E aqui o mar será cada vez mais importante.
No século
XXI, o que podemos é descarbonizar, o que exigirá muito dos oceanos. Podem
superar o que a carbonização das indústrias terrestres implica na energia, na
alimentação e nos transportes.
Quanto à
energia, a UE é clara, ao dizer que o energy mix deve ter, a
partir de 2030, uma importante componente de energia eólica offshore.
Isso é bom para Portugal, já que o país conta com cinco mil horas de
vento offshore, comparado com as três mil horas onshore.

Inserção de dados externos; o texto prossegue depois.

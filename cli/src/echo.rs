//! A local backend that answers by echoing.
//!
//! It behaves like a real chat service from the controller's side: reasoning
//! and text arrive as separate streamed chunks, image sends report tool
//! activity, and every exchange is persisted to an in-memory log with the
//! reasoning stored after the standard marker.

use std::sync::atomic::{AtomicU64, Ordering};
use std::sync::{Arc, Mutex, PoisonError};
use std::time::Duration;

use futures_util::future::BoxFuture;
use serde_json::json;

use confab_context::{STANDARD_REASONING_MARKER, render_message};
use confab_engine::{
    ArchiveOutcome, AssistantEvent, BackendError, ChatBackend, DeltaSink, Message, MessagePart,
    Role, SendOutcome, SendRequest, SessionKey, ToolState,
};

/// Prefix that makes the echo backend fail the request.
const FAIL_PREFIX: &str = "/fail";

#[derive(Clone)]
pub(crate) struct EchoBackend {
    log: Arc<Mutex<Vec<Message>>>,
    next_id: Arc<AtomicU64>,
    chunk_delay: Duration,
}

impl EchoBackend {
    pub(crate) fn new(chunk_delay: Duration) -> Self {
        Self {
            log: Arc::new(Mutex::new(Vec::new())),
            next_id: Arc::new(AtomicU64::new(1)),
            chunk_delay,
        }
    }
}

impl ChatBackend for EchoBackend {
    fn send_message(
        &self,
        request: SendRequest,
        sink: DeltaSink,
    ) -> BoxFuture<'static, Result<SendOutcome, BackendError>> {
        let log = Arc::clone(&self.log);
        let id = self.next_id.fetch_add(1, Ordering::Relaxed);
        let delay = self.chunk_delay;

        Box::pin(async move {
            let text = request.text.trim();
            if let Some(reason) = text.strip_prefix(FAIL_PREFIX) {
                let reason = reason.trim();
                let message = if reason.is_empty() { "requested failure" } else { reason };
                return Err(BackendError::Api {
                    status: 503,
                    body: json!({ "error": { "message": message } }).to_string(),
                });
            }

            let reasoning = format!(
                "The user sent {} characters and {} image(s).",
                text.chars().count(),
                request.images.len()
            );
            stream_chunks(&sink, &reasoning, delay, |chunk| {
                AssistantEvent::reasoning_standard(chunk)
            })
            .await;

            if !request.images.is_empty() {
                sink.send(AssistantEvent::tool_status(
                    "vision",
                    ToolState::Running,
                    format!("Looking at {} image(s)", request.images.len()),
                ))
                .await;
                pause(delay).await;
            }

            let answer = compose_answer(text, request.images.len());
            stream_chunks(&sink, &answer, delay, |chunk| AssistantEvent::text(chunk)).await;

            let mut parts = Vec::with_capacity(request.images.len() + 1);
            if !text.is_empty() {
                parts.push(MessagePart::text(text));
            }
            parts.extend(request.images.iter().map(MessagePart::image));
            let user = Message::new(format!("user-{id}"), Role::User, parts);
            let assistant = Message::assistant(
                format!("assistant-{id}"),
                format!("{answer}\n{STANDARD_REASONING_MARKER}\n{reasoning}"),
            );
            let latest_user_text = render_message(&user);

            let mut log = log.lock().unwrap_or_else(PoisonError::into_inner);
            log.push(user);
            log.push(assistant);

            Ok(SendOutcome {
                assistant_text: answer,
                latest_user_text,
                reasoning_standard: Some(reasoning),
                reasoning_inline: None,
                archived_before_send: false,
            })
        })
    }

    fn load_messages(
        &self,
        _session: &SessionKey,
    ) -> BoxFuture<'static, Result<Vec<Message>, BackendError>> {
        let messages = self
            .log
            .lock()
            .unwrap_or_else(PoisonError::into_inner)
            .clone();
        Box::pin(async move { Ok(messages) })
    }

    fn archive_conversation(
        &self,
        _session: &SessionKey,
    ) -> BoxFuture<'static, Result<ArchiveOutcome, BackendError>> {
        let archived = std::mem::take(&mut *self.log.lock().unwrap_or_else(PoisonError::into_inner));
        let id = self.next_id.fetch_add(1, Ordering::Relaxed);
        Box::pin(async move {
            if archived.is_empty() {
                return Ok(ArchiveOutcome {
                    archived: false,
                    archive_id: None,
                    summary: "Nothing to archive".to_string(),
                    merged_memories: 0,
                });
            }
            Ok(ArchiveOutcome {
                archived: true,
                archive_id: Some(format!("archive-{id}")),
                summary: format!("{} messages archived", archived.len()),
                merged_memories: 0,
            })
        })
    }
}

fn compose_answer(text: &str, images: usize) -> String {
    match (text.is_empty(), images) {
        (true, n) => format!("You sent {n} image(s) without a caption."),
        (false, 0) => format!("You said: {text}"),
        (false, n) => format!("You said: {text} (with {n} image(s))"),
    }
}

/// Stream `text` word by word, pausing `delay` between chunks.
async fn stream_chunks(
    sink: &DeltaSink,
    text: &str,
    delay: Duration,
    event: fn(String) -> AssistantEvent,
) {
    for chunk in text.split_inclusive(' ') {
        if !sink.send(event(chunk.to_string())).await {
            return;
        }
        pause(delay).await;
    }
}

async fn pause(delay: Duration) {
    if !delay.is_zero() {
        tokio::time::sleep(delay).await;
    }
}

Poderíamos ter mais recurso a energia renovável a explorar no mar mais do que
em terra.
Diga-se, no âmbito
dos transportes, que o transporte marítimo é o mais energeticamente eficiente.
Porém, é necessária uma nova indústria de transportes marítimos, investindo nos
navios verdes, com novas propulsões, que deixem de poluir como os atuais navios
poluem.
A nível da alimentação,
alimentar 10 mil milhões até 2050 significa a necessidade de, pelo menos, mais
30% de proteínas alimentares. Se as produzirmos a partir do território
terrestre, que é reduzido (já o mar representa 71% da superfície do planeta),
teremos muito mais carbonização, pois a agricultura é altamente carbonizante,
pelo que libertaremos mais gases de efeitos de estufa.
Assim, teremos de adotar um novo paradigma na alimentação. Há que partir para as novas dietas, de que o IPCC fala, como
a dieta verde, o que leva a produzir muito mais algas e bivalves (espécies que
se alimentam de nutrientes marinhos, inclusive de carbono depositado no mar). E,
para Portugal, isso é importante, por termos condições ótimas no nosso mar para
bivalves e algas.
O mar pode, assim, ter um papel muito mais
relevante na energia, no transporte e na alimentação das pessoas, tornando-se o
grande amigo do ambiente e das populações, sem azo a protestos.